当時のボヘミア(チェコ)のビールは品質が低く、先進のラガーを作り出しているバイエルンの技術を学ぼうとしたのです。
当時からホップの産地として有名なザーツ地方のホップ、そのころ開発された淡色の麦芽等を用いた結果(二日酔いのクロルが濃色の麦芽を使い忘れたという逸話も)、それまでにない黄金色のビールが1842年にピルゼン市民醸造所で誕生します。それが「ピルゼンの」という意味のビール、ピルスナーです。それまでのビールと違う、刺激的な味わいと喉ごしとキレ。
おりしもその頃のヨーロッパで流行したガラス製品と冷蔵技術によってピルスナーは瞬く間にヨーロッパ中を席巻しました。

日本のビール

幕末に入ってきたビールですが、日本でビール会社が作れれるのは明治以降です。
当初数百ものビール会社が日本中に出来ましたが、当時の軍備増強の政策によりビールに莫大な税金がかけられるようになり、中小の起業の淘汰が進み、ヱビスビールを作る日本麦酒、大阪麦酒(アサヒビール)、札幌麦酒(サッポロ麦酒)、麒麟麦酒(キリンビール)が生き残ります。
その後、日本麦酒と、大阪麦酒、サッポロ麦酒の三社は合併して、大日本麦酒となるのですが更に「アサヒビール」と「サッポロビール」に分割されました。その後サントリーも参入し、大手4社+オリオンビールとなりました。

エールとラガー

前述のとおりビールを大別するとエールとラガーがあります。
ビールの作り方として、まず麦をわずかに発芽させ麦芽を作ります。その麦芽を茹でて糖化させ、ホップを添加し苦味を付けます。その後麦汁(ウォートと呼ぶ)を冷まし、酵母を投入します。酵母はウォートの中の糖を食べ、アルコール発酵を行いますがこの発酵が終わり下に沈む酵母を下面発酵酵母(ラガー酵母)と呼び、上に浮かんでくる酵母を上面発酵酵母(エール酵母)と言います。
またベルギーのランビック地方で作られるビールは、醸造所に住み着いている酵母を利用し自然醗酵させるのが特徴で、乳酸由来の酸味のあるビールとなります。またシャンパン酵母を用いたビールや日本酒の酵母を用いたビールもあり、その味わいは実に様々なものがあります。
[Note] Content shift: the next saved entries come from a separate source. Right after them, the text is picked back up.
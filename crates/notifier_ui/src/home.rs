//! Home: the list of schedule changes for the registered class, plus settings.

use notifier_common::models::{ClassRef, ScheduleChange, TeacherPreferences};
use notifier_common::{Language, NotifierError};
use notifier_i18n::keys;
use tracing::{debug, info, warn};

use crate::context::AppContext;
use crate::load::Load;
use crate::picker::TeacherPicker;

#[derive(Debug, Clone, Copy, PartialEq, Eq, Default)]
pub enum FilterMode {
    /// Only changes for the chosen teachers.
    #[default]
    Mine,
    All,
}

impl FilterMode {
    pub fn toggled(self) -> Self {
        match self {
            FilterMode::Mine => FilterMode::All,
            FilterMode::All => FilterMode::Mine,
        }
    }
}

/// The edit-teachers overlay: a draft copy of the preferences.
#[derive(Debug, Clone, PartialEq)]
pub struct TeacherEditor {
    pub picker: TeacherPicker,
    pub saving: bool,
    pub error: Option<String>,
}

#[derive(Debug, Clone, PartialEq, Default)]
pub enum Overlay {
    #[default]
    None,
    /// The settings menu; carries the outcome of the last test notification.
    Settings { test_notification: Load<bool> },
    EditTeachers(TeacherEditor),
}

#[derive(Debug, Clone, PartialEq)]
pub struct HomeState {
    pub class: ClassRef,
    pub preferences: TeacherPreferences,
    pub changes: Load<Vec<ScheduleChange>>,
    pub filter: FilterMode,
    pub overlay: Overlay,
}

impl HomeState {
    pub fn new(class: ClassRef, preferences: TeacherPreferences) -> Self {
        Self {
            class,
            preferences,
            changes: Load::Idle,
            filter: FilterMode::default(),
            overlay: Overlay::None,
        }
    }

    /// Changes visible under the current filter, in backend order.
    pub fn visible_changes(&self) -> Vec<&ScheduleChange> {
        let Some(changes) = self.changes.ready() else {
            return Vec::new();
        };
        match self.filter {
            FilterMode::All => changes.iter().collect(),
            FilterMode::Mine => changes
                .iter()
                .filter(|c| self.preferences.contains_teacher(&c.teacher))
                .collect(),
        }
    }

    pub fn toggle_filter(&mut self) {
        self.filter = self.filter.toggled();
    }

    pub fn open_settings(&mut self) {
        self.overlay = Overlay::Settings {
            test_notification: Load::Idle,
        };
    }

    /// Opens the editor prefilled with the current preferences.
    pub fn open_editor(&mut self) {
        let mut picker = TeacherPicker::new(self.preferences.clone());
        picker.subjects = Load::Loading;
        self.overlay = Overlay::EditTeachers(TeacherEditor {
            picker,
            saving: false,
            error: None,
        });
    }

    pub fn editor_mut(&mut self) -> Option<&mut TeacherEditor> {
        match &mut self.overlay {
            Overlay::EditTeachers(editor) => Some(editor),
            _ => None,
        }
    }

    pub fn close_overlay(&mut self) {
        self.overlay = Overlay::None;
    }

    /// Adopts saved preferences and closes the editor.
    pub fn preferences_saved(&mut self, preferences: TeacherPreferences) {
        self.preferences = preferences;
        self.overlay = Overlay::None;
    }
}

pub struct HomeFlow {
    ctx: AppContext,
    language: Language,
    state: HomeState,
}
エールの中にも様々なスタイルがあり、ラガーの中にもまた沢山のスタイルがありますが、物凄く大別するとスッキリ系の味わいが多いラガーと、複雑な味わいが楽しめるのがエール系となります。
(このあたりは是非「スタイルについて」も参照してください。)
また酵母はアルコール度数が高くなると死滅しますが、特にビールの酵母は弱くラガー系だと10%以上のビールを作るのが難しくなります。(因みにラガー系ビールで一番度数が高いのはオーストリアのサミクラウス:14%)
なお、現在世界最強の度数のビールはクラフトビール界の世界のカリスマ、スコットランドのBrewDogの「The End of History」で55%もあります。(更に因みにこの人たちは過去にも「Tactical Nuclear Penguin(戦術核ペンギン)32%」やドイツとの度数戦争に繰り出した「Sink The Bismarck」(ビスマルク(=ドイツの戦艦)を沈めろ。41%)といったビールも発表してます。やりすぎ。)
2013/11/18追記:現在世界最高アルコール度数のビールはブリューマイスターの「アルマゲドン」で、アルコール度数は65%!
2014/01/14更に追記:同じくブリューマイスターがまたやりました。「Snake Venom(スネークヴェノム)」度数は67.5%!もうええやろ

アロマとフレーバー

ビールには様々な香りがあります。その主な由来となるのは酵母や麦芽ですが、一番感じやすいのはホップのアロマでしょう。特にアメリカのクラフトビールではこの傾向が強く、カスケード種のホップの柑橘のような香りが支配的なビールが多いのが特徴です。他にもエステル香と呼ばれる酵母由来のフルーティーな香り(バナナのような香り)や、焙煎した麦芽由来の香りなどもあります。
味わいで最もユニークなものの一つがベルギーの「ランビック」や「フランダースレッドエール」と言うスタイルのもので、酸味が持ち味のビールです。
しかしながら酢酸の酸っぱさではなく、深い味わいがありその中で麦の甘みなども感じられたりする実に面白いビールです。他にも、ウィスキーの樽で熟成させるビールも実に様々、かつ芳醇な味わいが楽しめるビールです。
外観についてはビール=ピルスナーの日本では「黄金色」のイメージが強いと思いますが、より深く焙煎した麦芽を使うビールはダークな色合いを持つものがあります。(寧ろピルスナーが発明されるまではもっと濃褐色のものが普通のビールだったようです)フランダース地方のビール「レッドエール」のようなビールもあり、様々な色が楽しめます。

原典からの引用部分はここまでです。